Nippon Dynawave Packaging Mill Resumes Shipments of Previously Processed Product
Some workers back to work at WA paper mill where 11 died
More than two weeks after an accident killed 11 people at the Nippon Dynawave Packaging mill in Longview, Washington, some shipping activities have resumed, The Spokesman-Review reported (6-11-26).
A company spokesperson cautioned that plant activity is largely limited to shipping materials that had already been produced before the accident, and that new production is not underway.
“The company is shipping finished products that were manufactured before the incident, including packaging used by customers such as school lunch programs,” company spokesperson Sam Jefferies said.
Nippon Dynawave, which is owned by Tokyo-based Nippon Paper Industries, has agreed to pay idled workers “at least” through August 8. Joshua Estes, spokesperson for the Association of Western Pulp and Paper Workers, said the union does not have the exact number of workers who have returned to work, and Jefferies also was not able to provide a figure.
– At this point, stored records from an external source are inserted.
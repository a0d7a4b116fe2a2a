//! Diagnostic sink for raw poller output.
//!
//! The poller reports three kinds of plain text lines: response bodies,
//! transport error strings, and the fixed per-chain completion message.
//! The sink is the collaborator that receives them; production forwards
//! to tracing, tests substitute a capturing implementation.

/// Receives the poller's diagnostic lines.
pub trait DiagnosticSink: Send + Sync {
    /// Deliver one plain text line.
    fn line(&self, line: &str);
}

/// Sink that forwards every line to the tracing pipeline at info level.
#[derive(Debug, Default, Clone, Copy)]
pub struct TracingSink;

impl DiagnosticSink for TracingSink {
    fn line(&self, line: &str) {
        tracing::info!("{}", line);
    }
}
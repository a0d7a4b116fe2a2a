//! In-memory traffic model.

use std::collections::HashSet;

use rand::rngs::StdRng;
use rand::{Rng, SeedableRng};
use serde::{Deserialize, Serialize};
use thiserror::Error;

/// Problem constructing a [`TrafficModel`].
#[derive(Debug, Error)]
pub enum ModelError {
    /// The grid needs at least one cell in each dimension.
    #[error("grid dimensions {width}x{height} must be positive")]
    InvalidDimensions { width: i32, height: i32 },

    /// More cars requested than free cells to place them on.
    #[error("not enough free cells to place {requested} cars ({available} available)")]
    TooManyCars { requested: usize, available: usize },
}

/// Steps between red↔green flips of a traffic light.
const LIGHT_PERIOD: u8 = 10;

/// Light cells: (x, y, group). Group 0 starts green, group 1 red, so the
/// two phases of the junction oppose each other.
const LIGHT_CELLS: [(i32, i32, u8); 4] = [(6, 2, 0), (7, 2, 0), (5, 4, 1), (8, 4, 1)];

const DIRECTIONS: [(i32, i32); 4] = [(1, 0), (-1, 0), (0, 1), (0, -1)];

/// Traffic light phase.
#[derive(Debug, Clone, Copy, PartialEq, Eq, Serialize, Deserialize)]
#[serde(rename_all = "lowercase")]
pub enum LightState {
    Red,
    Green,
}

impl LightState {
    fn flipped(self) -> Self {
        match self {
            LightState::Red => LightState::Green,
            LightState::Green => LightState::Red,
        }
    }
}

/// One car's grid position, as served by `/cars`.
#[derive(Debug, Clone, PartialEq, Eq, Serialize, Deserialize)]
pub struct CarSnapshot {
    pub id: u32,
    pub x: i32,
    pub y: i32,
}

/// One light's state, as served by `/trafficLights`.
#[derive(Debug, Clone, PartialEq, Eq, Serialize, Deserialize)]
pub struct TrafficLightSnapshot {
    pub id: u32,
    pub state: LightState,
    pub group: u8,
}

/// Status document served by `/`.
#[derive(Debug, Clone, Serialize, Deserialize)]
pub struct SimStatus {
    pub message: String,
    pub step: u64,
}

#[derive(Debug)]
struct Car {
    id: u32,
    x: i32,
    y: i32,
}

#[derive(Debug)]
struct TrafficLight {
    id: u32,
    x: i32,
    y: i32,
    group: u8,
    state: LightState,
    timer: u8,
}

/// Cars wandering a bounded grid with period-toggled traffic lights.
#[derive(Debug)]
pub struct TrafficModel {
    width: i32,
    height: i32,
    step_count: u64,
    cars: Vec<Car>,
    lights: Vec<TrafficLight>,
    rng: StdRng,
}

impl TrafficModel {
    /// Model with randomly placed cars.
    pub fn new(width: i32, height: i32, car_count: usize) -> Result<Self, ModelError> {
        Self::build(width, height, car_count, StdRng::from_entropy())
    }

    /// Deterministic model for tests.
    pub fn seeded(width: i32, height: i32, car_count: usize, seed: u64) -> Result<Self, ModelError> {
        Self::build(width, height, car_count, StdRng::seed_from_u64(seed))
    }

    fn build(
        width: i32,
        height: i32,
        car_count: usize,
        mut rng: StdRng,
    ) -> Result<Self, ModelError> {
        if width < 1 || height < 1 {
            return Err(ModelError::InvalidDimensions { width, height });
        }

        let lights: Vec<TrafficLight> = LIGHT_CELLS
            .iter()
            .enumerate()
            .map(|(idx, &(x, y, group))| TrafficLight {
                id: idx as u32,
                x,
                y,
                group,
                state: if group == 0 { LightState::Green } else { LightState::Red },
                timer: 0,
            })
            .collect();

        let mut taken: HashSet<(i32, i32)> = lights.iter().map(|l| (l.x, l.y)).collect();
        let blocked = lights
            .iter()
            .filter(|l| l.x < width && l.y < height)
            .count();
        let available = (width as usize) * (height as usize) - blocked;
        if car_count > available {
            return Err(ModelError::TooManyCars {
                requested: car_count,
                available,
            });
        }

        let mut cars = Vec::with_capacity(car_count);
        while cars.len() < car_count {
            let cell = (rng.gen_range(0..width), rng.gen_range(0..height));
            if taken.insert(cell) {
                cars.push(Car {
                    id: cars.len() as u32,
                    x: cell.0,
                    y: cell.1,
                });
            }
        }

        Ok(Self {
            width,
            height,
            step_count: 0,
            cars,
            lights,
            rng,
        })
    }

    /// Advance the model by one step.
    ///
    /// Lights flip every [`LIGHT_PERIOD`] steps. Every car then attempts
    /// one random cardinal move; moves off the grid, into a red light's
    /// cell, or into another car are skipped for that step.
    pub fn step(&mut self) {
        self.step_count += 1;

        for light in &mut self.lights {
            light.timer += 1;
            if light.timer >= LIGHT_PERIOD {
                light.state = light.state.flipped();
                light.timer = 0;
            }
        }

        let red_cells: HashSet<(i32, i32)> = self
            .lights
            .iter()
            .filter(|l| l.state == LightState::Red)
            .map(|l| (l.x, l.y))
            .collect();
        let mut occupied: HashSet<(i32, i32)> =
            self.cars.iter().map(|c| (c.x, c.y)).collect();

        for i in 0..self.cars.len() {
            let (dx, dy) = DIRECTIONS[self.rng.gen_range(0..DIRECTIONS.len())];
            let from = (self.cars[i].x, self.cars[i].y);
            let to = (from.0 + dx, from.1 + dy);

            if !self.in_bounds(to) || red_cells.contains(&to) || occupied.contains(&to) {
                continue;
            }

            occupied.remove(&from);
            occupied.insert(to);
            self.cars[i].x = to.0;
            self.cars[i].y = to.1;
        }
    }

    /// Steps taken so far.
    pub fn step_count(&self) -> u64 {
        self.step_count
    }

    pub fn status(&self) -> SimStatus {
        SimStatus {
            message: "Traffic model running".to_string(),
            step: self.step_count,
        }
    }

    /// Car positions, ordered by id.
    pub fn cars(&self) -> Vec<CarSnapshot> {
        self.cars
            .iter()
            .map(|c| CarSnapshot {
                id: c.id,
                x: c.x,
                y: c.y,
            })
            .collect()
    }

    /// Light states, ordered by id.
    pub fn traffic_lights(&self) -> Vec<TrafficLightSnapshot> {
        self.lights
            .iter()
            .map(|l| TrafficLightSnapshot {
                id: l.id,
                state: l.state,
                group: l.group,
            })
            .collect()
    }

    fn in_bounds(&self, (x, y): (i32, i32)) -> bool {
        x >= 0 && x < self.width && y >= 0 && y < self.height
    }
}
//! Metrics collection and exposition.
//!
//! # Metrics
//! - `poller_chains_launched_total` (counter): fetch chains started by
//!   the tick counter
//! - `poller_chains_completed_total` (counter): chains that finished all
//!   three probes
//! - `poller_fetches_total` (counter): individual probes, labeled by
//!   endpoint path and outcome (`body` or `transport_error`)
//!
//! # Design Decisions
//! - Low-overhead metric updates (atomic operations)
//! - Recording works with or without the exporter installed

use std::net::SocketAddr;

use metrics::{counter, describe_counter};
use metrics_exporter_prometheus::PrometheusBuilder;

/// Install the Prometheus exporter on the given address.
///
/// Failure to install is logged, not fatal: the poller keeps running and
/// metric updates become no-ops.
pub fn init_metrics(addr: SocketAddr) {
    match PrometheusBuilder::new().with_http_listener(addr).install() {
        Ok(()) => {
            describe_counter!(
                "poller_chains_launched_total",
                "Fetch chains started by the tick counter"
            );
            describe_counter!(
                "poller_chains_completed_total",
                "Fetch chains that finished all three probes"
            );
            describe_counter!(
                "poller_fetches_total",
                "Individual GET probes by endpoint and outcome"
            );
            tracing::info!(address = %addr, "Metrics exporter listening");
        }
        Err(e) => {
            tracing::error!(error = %e, "Failed to install metrics exporter");
        }
    }
}

/// Record that the tick counter launched a fetch chain.
pub fn record_chain_launched() {
    counter!("poller_chains_launched_total").increment(1);
}

/// Record that a fetch chain ran all three probes to completion.
pub fn record_chain_completed() {
    counter!("poller_chains_completed_total").increment(1);
}

/// Record the outcome of one probe.
pub fn record_fetch(endpoint: &str, got_body: bool) {
    let outcome = if got_body { "body" } else { "transport_error" };
    counter!(
        "poller_fetches_total",
        "endpoint" => endpoint.to_string(),
        "outcome" => outcome
    )
    .increment(1);
}
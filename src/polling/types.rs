//! Polling types and fixed endpoint constants.

/// Base URL of the simulation server. Fixed by contract, never read from
/// configuration; `Poller::with_base_url` exists for test harnesses.
pub const DEFAULT_BASE_URL: &str = "http://127.0.0.1:3000";

/// Outcome of a single GET probe.
///
/// Both variants carry the exact text handed to the diagnostic sink: the
/// raw response body for any completed response (status code ignored),
/// or the transport error's display string when the request never
/// completed.
#[derive(Debug, Clone, PartialEq, Eq)]
pub enum RequestResult {
    /// The server produced a response; holds the raw body text.
    Success(String),
    /// The request failed at the connection/transport level.
    Failure(String),
}

impl RequestResult {
    /// The text this result contributes to the diagnostic sink.
    pub fn line(&self) -> &str {
        match self {
            RequestResult::Success(body) => body,
            RequestResult::Failure(error) => error,
        }
    }

    /// Whether a response body was obtained (regardless of status code).
    pub fn is_success(&self) -> bool {
        matches!(self, RequestResult::Success(_))
    }
}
The 73-year-old plant, which Nippon Paper purchased from Weyerhaeuser in 2016, has been a major employer in Longview for decades and also supplied raw material to Norpac. Nippon Dynawave said it was supplying Norpac with some kraft slurry pulp that had already been produced before the incident.
Norpac that its mill was “initially impacted” by the accident but “quickly resumed operations,” with “no impact on NORPAC employees.” The company said its mill used Nippon pulp “for a subset of its graphic paper grades, but NORPAC is not dependent on Nippon pulp.”
How long production will remain paused at Nippon Dynawave remains unclear.